Tuberculosis, known as TB, is a bacterial infection caused by a bacteria called Mycobacterium tuberculae. It is a common infection worldwide In the United Kingdom approximately 8000 new cases of TB were notified in 2008. The bacteria are spread by aerosol e.g by sneezing or coughing. TB commonly affects the lungs but can cause infection in any other part of the body.

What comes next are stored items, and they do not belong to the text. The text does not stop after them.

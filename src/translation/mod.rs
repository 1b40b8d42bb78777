//! Translation engine with layered caching and graceful offline fallback.
//!
//! Lookup order per request: in-process cache, persistent cache, online
//! backend, offline pair models, identity. The engine always returns a
//! result; degradation shows up only in the confidence score.

pub mod cache;
pub mod contextual;
pub mod offline;
pub mod online;

pub use cache::{MemoryCache, MEMORY_CACHE_CAPACITY};
pub use contextual::{ContextKind, ContextualProcessor};
pub use offline::{
    OfflineTranslator, PairTranslator, OFFLINE_DIRECT_CONFIDENCE, OFFLINE_PIVOT_CONFIDENCE,
};
pub use online::GtxTranslator;

use anyhow::Result;
use std::sync::{Arc, Mutex};
use std::time::Instant;

use crate::config::SharedConfig;
use crate::conversation::detect_language;
use crate::pipeline::pool::WorkerPool;
use crate::storage::CacheStore;

/// Confidence reported for online translations
pub const ONLINE_CONFIDENCE: f32 = 1.0;

/// Confidence when every backend failed and the text passed through
pub const FAILURE_CONFIDENCE: f32 = 0.0;

const TRANSLATION_THREADS: usize = 6;

/// Online translation backend contract. May fail; the engine falls back.
pub trait TranslationBackend: Send + Sync {
    fn translate(&self, text: &str, src: &str, tgt: &str) -> Result<String>;
}

#[derive(Clone, Debug, PartialEq)]
pub struct TranslationOutcome {
    pub text: String,
    pub duration_ms: u64,
    pub confidence: f32,
}

pub struct TranslationEngine {
    online: Arc<dyn TranslationBackend>,
    offline: Arc<OfflineTranslator>,
    memory_cache: Mutex<MemoryCache>,
    store: Option<Arc<CacheStore>>,
    contextual: ContextualProcessor,
    config: SharedConfig,
    pool: WorkerPool,
}

impl TranslationEngine {
    pub fn new(
        config: SharedConfig,
        online: Arc<dyn TranslationBackend>,
        offline: Arc<OfflineTranslator>,
        store: Option<Arc<CacheStore>>,
    ) -> Arc<Self> {
        Arc::new(Self {
            online,
            offline,
            memory_cache: Mutex::new(MemoryCache::new(MEMORY_CACHE_CAPACITY)),
            store,
            contextual: ContextualProcessor::new(),
            config,
            pool: WorkerPool::new("translate", TRANSLATION_THREADS, None),
        })
    }

    /// Translate text, never failing: worst case is identity text with zero
    /// confidence. Cached results come back with `duration_ms == 0`.
    pub fn translate(&self, text: &str, src: &str, tgt: &str) -> TranslationOutcome {
        if text.trim().is_empty() {
            return TranslationOutcome {
                text: String::new(),
                duration_ms: 0,
                confidence: 1.0,
            };
        }

        let (cache_enabled, use_contextual, use_slang, use_autocorrect) = {
            let config = self.config.lock().unwrap();
            (
                config.cache_translations,
                config.use_contextual,
                config.use_slang_expansion,
                config.use_autocorrect,
            )
        };

        let original_text = text;

        // Auto-detection is resolved before any cache lookup so nothing is
        // ever keyed under "auto".
        let src = if src == "auto" {
            resolve_source_language(text)
        } else {
            src.to_string()
        };

        let mut work_text = original_text.to_string();
        if use_autocorrect {
            work_text = self.contextual.autocorrect(&work_text, &src);
        }
        if use_slang {
            let (expanded, was_expanded) = self.contextual.expand_slang(&work_text, &src);
            if was_expanded {
                log::debug!("slang expanded: {} -> {}", original_text, expanded);
            }
            work_text = expanded;
        }

        let key = MemoryCache::key(&work_text, &src, tgt);

        // Tier 1: in-process
        if let Some((cached, confidence)) = self.memory_cache.lock().unwrap().get(&key) {
            log::debug!("memory cache hit for {}->{}", src, tgt);
            let text = self.maybe_enhance(use_contextual, original_text, &cached, tgt);
            return TranslationOutcome {
                text,
                duration_ms: 0,
                confidence,
            };
        }

        // Tier 2: persistent store
        if cache_enabled {
            if let Some(store) = &self.store {
                if let Some(cached) = store.get(&work_text, &src, tgt) {
                    log::debug!("persistent cache hit for {}->{}", src, tgt);
                    self.memory_cache
                        .lock()
                        .unwrap()
                        .insert(key, cached.clone(), ONLINE_CONFIDENCE);
                    let text = self.maybe_enhance(use_contextual, original_text, &cached, tgt);
                    return TranslationOutcome {
                        text,
                        duration_ms: 0,
                        confidence: ONLINE_CONFIDENCE,
                    };
                }
            }
        }

        // Live path: online, then offline, then identity
        let start = Instant::now();
        let (translated, confidence) = match self.online.translate(&work_text, &src, tgt) {
            Ok(translated) => (translated, ONLINE_CONFIDENCE),
            Err(e) => {
                log::warn!("online translation failed: {:#}", e);
                match self.offline.translate_offline(&work_text, &src, tgt) {
                    Some((translated, confidence)) => (translated, confidence),
                    None => (work_text.clone(), FAILURE_CONFIDENCE),
                }
            }
        };
        let duration_ms = start.elapsed().as_millis() as u64;

        let enhanced = self.maybe_enhance(use_contextual, original_text, &translated, tgt);

        // Write-through, keyed by the preprocessed text. Total failures are
        // not cached so a later retry can still succeed.
        if cache_enabled && confidence > FAILURE_CONFIDENCE {
            self.memory_cache
                .lock()
                .unwrap()
                .insert(key, enhanced.clone(), confidence);
            if let Some(store) = &self.store {
                store.put(&work_text, &enhanced, &src, tgt);
            }
        }

        TranslationOutcome {
            text: enhanced,
            duration_ms,
            confidence,
        }
    }

    /// Non-blocking translation on the dedicated pool. The callback runs on
    /// a worker thread; UI state must be updated via the event channel, not
    /// from the callback directly.
    pub fn translate_async<F>(self: &Arc<Self>, text: &str, src: &str, tgt: &str, callback: F)
    where
        F: FnOnce(TranslationOutcome) + Send + 'static,
    {
        let engine = self.clone();
        let text = text.to_string();
        let src = src.to_string();
        let tgt = tgt.to_string();
        self.pool.submit(move || {
            let outcome = engine.translate(&text, &src, &tgt);
            callback(outcome);
        });
    }

    pub fn queue_depth(&self) -> usize {
        self.pool.depth()
    }

    /// (hits, misses) for the in-process tier.
    pub fn cache_stats(&self) -> (u64, u64) {
        self.memory_cache.lock().unwrap().stats()
    }

    pub fn shutdown(&self) {
        self.pool.shutdown();
    }

    fn maybe_enhance(
        &self,
        use_contextual: bool,
        original: &str,
        translated: &str,
        tgt: &str,
    ) -> String {
        if use_contextual {
            self.contextual.enhance(original, translated, tgt)
        } else {
            translated.to_string()
        }
    }
}

/// Resolve an "auto" source to a concrete language before caching. Falls
/// back to English when detection is unreliable.
fn resolve_source_language(text: &str) -> String {
    match detect_language(text) {
        Some((lang, confidence)) if confidence >= 0.8 => lang,
        _ => "en".to_string(),
    }
}
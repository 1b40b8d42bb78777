//! Microphone and system-loopback capture.
//!
//! Both modes share the same discipline: the cpal callback only converts
//! samples and appends them to a shared buffer, while the capture loop owns
//! segmentation and hands finished segments to the dispatcher. The capture
//! loop never waits on downstream queue space.

use cpal::traits::{DeviceTrait, HostTrait, StreamTrait};
use std::fmt;
use std::sync::{
    atomic::{AtomicBool, Ordering},
    Arc, Mutex,
};
use std::time::{Duration, Instant};

use super::{
    clamp_sample_rate, downmix_mono, resample_linear, rms, AudioSegment, SILENCE_RMS_THRESHOLD,
    TARGET_SAMPLE_RATE,
};

/// Pause length that closes a phrase in microphone mode
const PAUSE_THRESHOLD: Duration = Duration::from_millis(1200);

/// A phrase is force-closed after this long even without a pause
const PHRASE_CEILING: Duration = Duration::from_secs(15);

/// System-audio segments are sliced off once this much accumulates
const SYSTEM_SEGMENT_SECS: f32 = 5.0;

/// Ambient calibration duration for microphone mode
const CALIBRATION: Duration = Duration::from_secs(1);

const POLL_INTERVAL: Duration = Duration::from_millis(50);

/// Device or configuration failure with remediation guidance for the UI.
#[derive(Debug, Clone)]
pub struct DeviceError {
    pub message: String,
    pub remediation: String,
}

impl DeviceError {
    fn new(message: impl Into<String>, remediation: impl Into<String>) -> Self {
        Self {
            message: message.into(),
            remediation: remediation.into(),
        }
    }
}

impl fmt::Display for DeviceError {
    fn fmt(&self, f: &mut fmt::Formatter<'_>) -> fmt::Result {
        write!(f, "{}", self.message)
    }
}

impl std::error::Error for DeviceError {}

/// Continuous phrase-delimited microphone capture. Blocks until `stop` is
/// set; segments go to `on_segment` as they close.
pub fn run_microphone(
    device_name: Option<&str>,
    stop: Arc<AtomicBool>,
    on_segment: &(dyn Fn(AudioSegment) + Sync),
) -> Result<(), DeviceError> {
    let host = cpal::default_host();
    let device = match device_name {
        Some(name) => find_device_by_name(&host, name).ok_or_else(|| {
            DeviceError::new(
                format!("Input device '{}' not found", name),
                "Run with --list-devices to see available input devices.",
            )
        })?,
        None => host.default_input_device().ok_or_else(|| {
            DeviceError::new(
                "No microphone available",
                "Connect a microphone or select a device with --list-devices.",
            )
        })?,
    };

    let buffer: Arc<Mutex<Vec<f32>>> = Arc::new(Mutex::new(Vec::new()));
    let _stream = build_capture_stream(&device, TARGET_SAMPLE_RATE, buffer.clone(), stop.clone())?;

    // Calibrate ambient noise once, then listen forever
    log::info!("calibrating ambient noise");
    std::thread::sleep(CALIBRATION);
    let ambient = {
        let mut buf = buffer.lock().unwrap();
        let samples = std::mem::take(&mut *buf);
        rms(&samples)
    };
    let threshold = (ambient * 1.5).max(0.005);
    log::info!(
        "microphone listening (ambient rms {:.4}, threshold {:.4})",
        ambient,
        threshold
    );

    let mut phrase: Vec<f32> = Vec::new();
    let mut in_phrase = false;
    let mut silence = Duration::ZERO;
    let mut phrase_start = Instant::now();

    while !stop.load(Ordering::Relaxed) {
        std::thread::sleep(POLL_INTERVAL);

        let chunk: Vec<f32> = {
            let mut buf = buffer.lock().unwrap();
            std::mem::take(&mut *buf)
        };
        if chunk.is_empty() {
            continue;
        }

        let energy = rms(&chunk);

        if !in_phrase {
            if energy >= threshold {
                in_phrase = true;
                silence = Duration::ZERO;
                phrase_start = Instant::now();
                phrase.extend(chunk);
            }
            continue;
        }

        phrase.extend(chunk);
        if energy < threshold {
            silence += POLL_INTERVAL;
        } else {
            silence = Duration::ZERO;
        }

        if silence >= PAUSE_THRESHOLD || phrase_start.elapsed() >= PHRASE_CEILING {
            let samples = std::mem::take(&mut phrase);
            in_phrase = false;
            silence = Duration::ZERO;
            if samples.len() >= (TARGET_SAMPLE_RATE / 4) as usize {
                on_segment(AudioSegment::new(samples, TARGET_SAMPLE_RATE));
            }
        }
    }

    Ok(())
}

/// Continuous system-audio capture via a loopback/monitor input device.
/// Accumulates a rolling buffer and slices off fixed 5 s segments; segments
/// below the silence threshold are discarded before dispatch.
pub fn run_system_audio(
    device_name: Option<&str>,
    stop: Arc<AtomicBool>,
    on_segment: &(dyn Fn(AudioSegment) + Sync),
) -> Result<(), DeviceError> {
    let host = cpal::default_host();
    let device = find_loopback_device(&host, device_name).ok_or_else(|| {
        DeviceError::new(
            "No working loopback device found",
            "Windows: enable 'Stereo Mix' under Sound Settings > Recording. \
             macOS: install BlackHole or Soundflower. \
             Linux: use the PulseAudio monitor device.",
        )
    })?;

    let native_rate = device
        .default_input_config()
        .map(|c| c.sample_rate() as u32)
        .unwrap_or(TARGET_SAMPLE_RATE);
    let target_rate = clamp_sample_rate(native_rate);
    let samples_needed = (target_rate as f32 * SYSTEM_SEGMENT_SECS) as usize;

    let buffer: Arc<Mutex<Vec<f32>>> = Arc::new(Mutex::new(Vec::new()));
    let _stream = build_capture_stream(&device, target_rate, buffer.clone(), stop.clone())?;

    log::info!(
        "capturing system audio ({} Hz, {:.0} s segments)",
        target_rate,
        SYSTEM_SEGMENT_SECS
    );

    while !stop.load(Ordering::Relaxed) {
        std::thread::sleep(Duration::from_millis(100));

        let segment: Option<Vec<f32>> = {
            let mut buf = buffer.lock().unwrap();
            if buf.len() >= samples_needed {
                Some(buf.drain(..samples_needed).collect())
            } else {
                None
            }
        };

        if let Some(samples) = segment {
            // Cheap VAD substitute: skip segments with no audible energy
            if rms(&samples) < SILENCE_RMS_THRESHOLD {
                log::debug!("dropping silent system-audio segment");
                continue;
            }
            on_segment(AudioSegment::new(samples, target_rate));
        }
    }

    Ok(())
}

fn find_device_by_name(host: &cpal::Host, name: &str) -> Option<cpal::Device> {
    let wanted = name.to_lowercase();
    host.input_devices().ok()?.find(|d| {
        d.name()
            .map(|n| n.to_lowercase().contains(&wanted))
            .unwrap_or(false)
    })
}

/// Loopback devices show up as input devices with platform-specific names.
fn find_loopback_device(host: &cpal::Host, name: Option<&str>) -> Option<cpal::Device> {
    if let Some(name) = name {
        return find_device_by_name(host, name);
    }
    const LOOPBACK_HINTS: [&str; 5] = ["monitor", "stereo mix", "loopback", "blackhole", "wave out"];
    host.input_devices().ok()?.find(|d| {
        d.name()
            .map(|n| {
                let n = n.to_lowercase();
                LOOPBACK_HINTS.iter().any(|hint| n.contains(hint))
            })
            .unwrap_or(false)
    })
}

/// Build an input stream that appends mono samples, resampled to
/// `target_rate`, onto the shared buffer. The returned stream must be kept
/// alive for capture to continue.
fn build_capture_stream(
    device: &cpal::Device,
    target_rate: u32,
    buffer: Arc<Mutex<Vec<f32>>>,
    stop: Arc<AtomicBool>,
) -> Result<cpal::Stream, DeviceError> {
    let config = device.default_input_config().map_err(|e| {
        DeviceError::new(
            format!("Failed to read device configuration: {}", e),
            "The device may be in use by another application. Close other \
             apps using it or pick a different device.",
        )
    })?;

    let sample_rate = config.sample_rate() as u32;
    let channels = config.channels() as usize;
    let err_fn = |err| log::warn!("audio stream error: {}", err);

    let stream = match config.sample_format() {
        cpal::SampleFormat::F32 => {
            let stop = stop.clone();
            device.build_input_stream(
                &config.into(),
                move |data: &[f32], _: &_| {
                    if stop.load(Ordering::Relaxed) {
                        return;
                    }
                    let mono = downmix_mono(data, channels);
                    let resampled = resample_linear(&mono, sample_rate, target_rate);
                    if let Ok(mut buf) = buffer.lock() {
                        buf.extend(resampled);
                    }
                },
                err_fn,
                None,
            )
        }
        cpal::SampleFormat::I16 => {
            let stop = stop.clone();
            device.build_input_stream(
                &config.into(),
                move |data: &[i16], _: &_| {
                    if stop.load(Ordering::Relaxed) {
                        return;
                    }
                    let floats: Vec<f32> =
                        data.iter().map(|&s| s as f32 / i16::MAX as f32).collect();
                    let mono = downmix_mono(&floats, channels);
                    let resampled = resample_linear(&mono, sample_rate, target_rate);
                    if let Ok(mut buf) = buffer.lock() {
                        buf.extend(resampled);
                    }
                },
                err_fn,
                None,
            )
        }
        other => {
            return Err(DeviceError::new(
                format!("Unsupported audio format: {:?}", other),
                "Pick a device with 16-bit integer or 32-bit float samples.",
            ))
        }
    }
    .map_err(|e| {
        DeviceError::new(
            format!("Failed to open audio stream: {}", e),
            "Close other apps using the audio device, check it is enabled in \
             system settings, or try another device.",
        )
    })?;

    stream.play().map_err(|e| {
        DeviceError::new(
            format!("Failed to start audio stream: {}", e),
            "Check the device is enabled and not exclusively held by another \
             application.",
        )
    })?;

    Ok(stream)
}
use sha2::{Digest, Sha256};

/// Number of hex characters of a lookup key.
pub const LOOKUP_KEY_LEN: usize = 10;

/// Stable key of a term: the first [`LOOKUP_KEY_LEN`] hex characters of its SHA-256 digest.
pub fn lookup_key(term: &str) -> String {
    let mut key = format!("{:x}", Sha256::digest(term.as_bytes()));
    key.truncate(LOOKUP_KEY_LEN);
    key
}
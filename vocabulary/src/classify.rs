//! Split of the corpus vocabulary into keywords and automatically discovered stop words.

use std::collections::HashSet;

use crate::{aggregate::document_frequency, digest::lookup_key, CorpusIndex, ResultSink, Result};

#[derive(Debug, Clone, Copy, PartialEq, Eq)]
pub enum Verdict {
    Keep,
    AutoStopword,
}

/// Classifies terms by document frequency.
///
/// A term found in more than `threshold` documents is an auto-stopword, unless it is
/// whitelisted or a configured multi-word phrase.
#[derive(Debug, Clone)]
pub struct StopwordClassifier {
    threshold: usize,
    whitelist: HashSet<String>,
    phrases: HashSet<String>,
}

impl StopwordClassifier {
    pub fn new(threshold: usize, whitelist: HashSet<String>, phrases: HashSet<String>) -> Self {
        Self {
            threshold,
            whitelist,
            phrases,
        }
    }

    pub fn verdict(&self, term: &str, document_frequency: usize) -> Verdict {
        if self.whitelist.contains(term) || self.phrases.contains(term) {
            Verdict::Keep
        } else if document_frequency > self.threshold {
            Verdict::AutoStopword
        } else {
            Verdict::Keep
        }
    }

    /// Classify every term of a complete index.
    pub fn classify(&self, index: &CorpusIndex) -> Classification {
        let mut classification = Classification::default();

        for (term, association) in index {
            let frequency = document_frequency(association);
            match self.verdict(term, frequency) {
                Verdict::Keep => classification
                    .keep
                    .push((term.to_owned(), association.to_owned())),
                Verdict::AutoStopword => classification
                    .auto_stopwords
                    .push((term.to_owned(), frequency)),
            }
        }

        classification
    }
}

/// Result of [`StopwordClassifier::classify`], both lists in ascending term order.
#[derive(Debug, Clone, Default, PartialEq, Eq)]
pub struct Classification {
    /// Kept terms with their association strings.
    pub keep: Vec<(String, String)>,

    /// Auto-stopwords with their document frequency.
    pub auto_stopwords: Vec<(String, usize)>,
}

impl Classification {
    /// Write both lists, and the lookup table of kept terms if `lookup` is set.
    pub fn write_to<S>(&self, sink: &mut S, lookup: bool) -> Result<()>
    where
        S: ResultSink + ?Sized,
    {
        for (term, association) in &self.keep {
            sink.write_keep(term, association)?;
        }
        for (term, frequency) in &self.auto_stopwords {
            sink.write_auto_stopword(term, *frequency)?;
        }
        if lookup {
            for (term, association) in &self.keep {
                sink.write_lookup(&lookup_key(term), term, association)?;
            }
        }
        Ok(())
    }
}
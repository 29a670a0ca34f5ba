use std::fs;

use vocabulary::{
    sink::{CsvSink, MemorySink, AUTO_STOPWORDS_FILE, KEEP_FILE, LOOKUP_FILE},
    Config, Document, Lexicon, Pipeline, Result,
};

fn config(threshold: usize) -> Config {
    Config {
        builtin_stopwords: false,
        stopword_threshold: threshold,
        ..Config::default()
    }
}

fn insert(id: &str, body: &str) -> Document {
    Document::new(
        id,
        format!("Insert {}", id),
        Some(format!(
            r#"<html><body>
                <div class="MonTitle">Praeparat</div>
                <div class="ownerCompany">Hersteller AG</div>
                {}
                <div id="section18">Packungen Zulassungsnummer</div>
                <p class="footer">Stand der Information</p>
            </body></html>"#,
            body
        )),
    )
}

fn ok(documents: Vec<Document>) -> impl Iterator<Item = Result<Document>> {
    documents.into_iter().map(Ok)
}

fn run(pipeline: &Pipeline, documents: Vec<Document>) -> MemorySink {
    let mut sink = MemorySink::default();
    pipeline.run(ok(documents), &mut sink).unwrap();
    sink
}

#[test]
fn frequent_terms_become_auto_stopwords() {
    let pipeline = Pipeline::new(&config(1), Lexicon::default()).unwrap();
    let sink = run(
        &pipeline,
        vec![
            insert("D1", "<p>Kopfschmerzen Fieber</p>"),
            insert("D2", "<p>Kopfschmerzen</p>"),
        ],
    );

    assert_eq!(sink.keep, vec![("Fieber".to_owned(), "D1".to_owned())]);
    assert_eq!(sink.auto_stopwords, vec![("Kopfschmerzen".to_owned(), 2)]);
    assert!(sink.lookup.is_empty());
    assert!(sink.finished);
}

#[test]
fn documents_are_listed_once_per_term() {
    let pipeline = Pipeline::new(&config(10), Lexicon::default()).unwrap();
    let sink = run(
        &pipeline,
        vec![
            insert("D1", "<p>Schwindel, Schwindel und nochmals Schwindel</p>"),
            insert("D2", "<p>Schwindel</p>"),
        ],
    );

    let schwindel = sink
        .keep
        .iter()
        .find(|(term, _)| term == "Schwindel")
        .map(|(_, association)| association.as_str());
    assert_eq!(schwindel, Some("D1|D2"));
}

#[test]
fn chapters_are_attached_to_entries() {
    let pipeline = Pipeline::new(&config(10), Lexicon::default()).unwrap();
    let sink = run(
        &pipeline,
        vec![
            insert(
                "12345, 67890",
                r#"<div id="section4">Kopfschmerzen</div><div id="Section7050">Kopfschmerzen Fieber</div>"#,
            ),
            insert("54321", "<p>Kopfschmerzen</p>"),
        ],
    );

    assert_eq!(
        sink.keep,
        vec![
            ("Fieber".to_owned(), "12345(7050)".to_owned()),
            ("Kopfschmerzen".to_owned(), "12345(4,7050)|54321".to_owned()),
        ]
    );
}

#[test]
fn boilerplate_never_reaches_the_index() {
    let pipeline = Pipeline::new(&config(10), Lexicon::default()).unwrap();
    let sink = run(&pipeline, vec![insert("D1", "<p>Nebenwirkungen</p>")]);

    let terms = sink
        .keep
        .iter()
        .map(|(term, _)| term.as_str())
        .collect::<Vec<_>>();
    assert_eq!(terms, vec!["Nebenwirkungen"]);
}

#[test]
fn broken_documents_contribute_nothing() {
    let pipeline = Pipeline::new(&config(1), Lexicon::default()).unwrap();
    let healthy = vec![
        insert("D1", "<p>Kopfschmerzen Fieber</p>"),
        insert("D2", "<p>Kopfschmerzen</p>"),
    ];

    let mut with_broken = healthy.clone();
    with_broken.insert(
        1,
        Document::new(
            "D3",
            "No owner",
            Some(r#"<div class="MonTitle">X</div><p>Fieber Husten</p>"#.to_owned()),
        ),
    );

    let (expected, _) = pipeline.index(ok(healthy)).unwrap();
    let (actual, report) = pipeline.index(ok(with_broken)).unwrap();

    assert_eq!(actual, expected);
    assert_eq!(report.skipped, 1);
    assert_eq!(report.processed, 2);
}

#[test]
fn whitelist_and_phrases_survive_any_threshold() {
    let lexicon = Lexicon {
        whitelist: ["Tabletten".to_owned()].into_iter().collect(),
        ..Lexicon::default()
    }
    .with_multiwords(vec!["akute Leukämie".to_owned()]);

    let pipeline = Pipeline::new(&config(0), lexicon).unwrap();
    let sink = run(
        &pipeline,
        vec![
            insert("D1", "<p>Tabletten gegen akute Leukämie</p>"),
            insert("D2", "<p>Tabletten und Kapseln</p>"),
        ],
    );

    assert_eq!(
        sink.keep,
        vec![
            ("Tabletten".to_owned(), "D1|D2".to_owned()),
            ("akute Leukämie".to_owned(), "D1".to_owned()),
        ]
    );
    assert_eq!(
        sink.auto_stopwords,
        vec![("Kapseln".to_owned(), 1), ("gegen".to_owned(), 1)]
    );
}

#[test]
fn phrases_changed_by_normalisation_are_kept() {
    let lexicon = Lexicon::default().with_multiwords(vec!["Morbus Crohn’s".to_owned()]);
    let pipeline = Pipeline::new(&config(0), lexicon).unwrap();
    let sink = run(&pipeline, vec![insert("D1", "<p>bei Morbus Crohn’s</p>")]);

    assert_eq!(
        sink.keep,
        vec![("Morbus Crohns".to_owned(), "D1".to_owned())]
    );
    assert!(sink.auto_stopwords.is_empty());
}

#[test]
fn stripped_sections_add_no_chapters() {
    let pipeline = Pipeline::new(&config(10), Lexicon::default()).unwrap();
    let sink = run(
        &pipeline,
        vec![insert(
            "D1",
            r#"<div id="section4">Kopfschmerzen</div>
               <div id="section18"><div id="section181">Kopfschmerzen</div></div>"#,
        )],
    );

    assert_eq!(
        sink.keep,
        vec![("Kopfschmerzen".to_owned(), "D1(4)".to_owned())]
    );
}

#[test]
fn csv_output_is_deterministic() {
    let documents = (0..40)
        .map(|i| {
            insert(
                &format!("{:05}", i),
                &format!(
                    r#"<div id="section{}">Kopfschmerzen Übelkeit Wirkstoff{} Schwindel</div>"#,
                    i % 7,
                    i % 5
                ),
            )
        })
        .collect::<Vec<_>>();

    let mut outputs = Vec::new();
    for batch_size in [1, 3, 256] {
        let config = Config {
            batch_size,
            lookup: true,
            ..config(20)
        };
        let pipeline = Pipeline::new(&config, Lexicon::default()).unwrap();

        let dir = tempfile::tempdir().unwrap();
        let mut sink = CsvSink::create(dir.path(), true).unwrap();
        pipeline.run(ok(documents.clone()), &mut sink).unwrap();

        let files = [KEEP_FILE, AUTO_STOPWORDS_FILE, LOOKUP_FILE]
            .iter()
            .map(|name| fs::read_to_string(dir.path().join(name)).unwrap())
            .collect::<Vec<_>>();
        outputs.push(files);
    }

    assert!(!outputs[0][0].is_empty());
    assert!(!outputs[0][1].is_empty());
    assert!(outputs.windows(2).all(|pair| pair[0] == pair[1]));
}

What are the symptoms of TB?

Symptoms of TB include weight loss, night sweats, fever and cough including coughing up blood. There may be previous contact with someone who has had TB.

Diagnosing TB

If your G.P thinks you have symptoms of TB you will be referred to the TB clinic. The TB clinic is part of the respiratory department. The staff includes doctors and nurses who have a specialist interest in TB. You will be asked questions about your symptoms and examined. You will usually have a chest x-ray during your clinic visit. If you are able to provide sputum samples then we will ask you to provide three sputum samples on three consecutive mornings. We can test these samples by looking for the TB bacteria under the microscope and trying to grow TB in the laboratory. The bacteria can take up to eight weeks to grow in the laboratory. If you are unable to provide sputum samples we may organise a bronchoscopy which is a telescope passed into your lungs. We will wash out part of the lungs and test this in the same way we test the sputum.
If we think you have TB involving another part of the body we will arrange that a sample be taken from this part of the body.

Treating TB disease

TB is a curable disease. The treatment is with antibiotics. TB is a slow growing bacteria therefore we need to treat you for a minimum of 6 months. The treatment usually involves four antibiotics. You will need to take the treatment everyday for 6 months. It is important that you let us know straight away if you have any problems taking the treatment.

Screening for TB

Anyone who is a close contact of someone diagnosed with TB will be invited to have screening. Screening involves asking if there are any symptoms that suggest TB. You will also have a skin test or blood test to look for evidence of TB infection and a CXR. If we think you have TB disease we will treat you.


BCG is a live attenuated vaccine. It provokes an immune reaction to the TB bacteria. After screening you we may offer you a BCG vaccination if you have not had one previously.

Latent TB

TB only causes disease in a proportion of individuals. In others it is present in the body but does not cause disease. This is known as latent TB. An individual with latent TB is not infectious and may never develop disease. If after testing you we show evidence of latent TB, we may offer you treatment to treat the latent TB in order to prevent you developing disease in the future.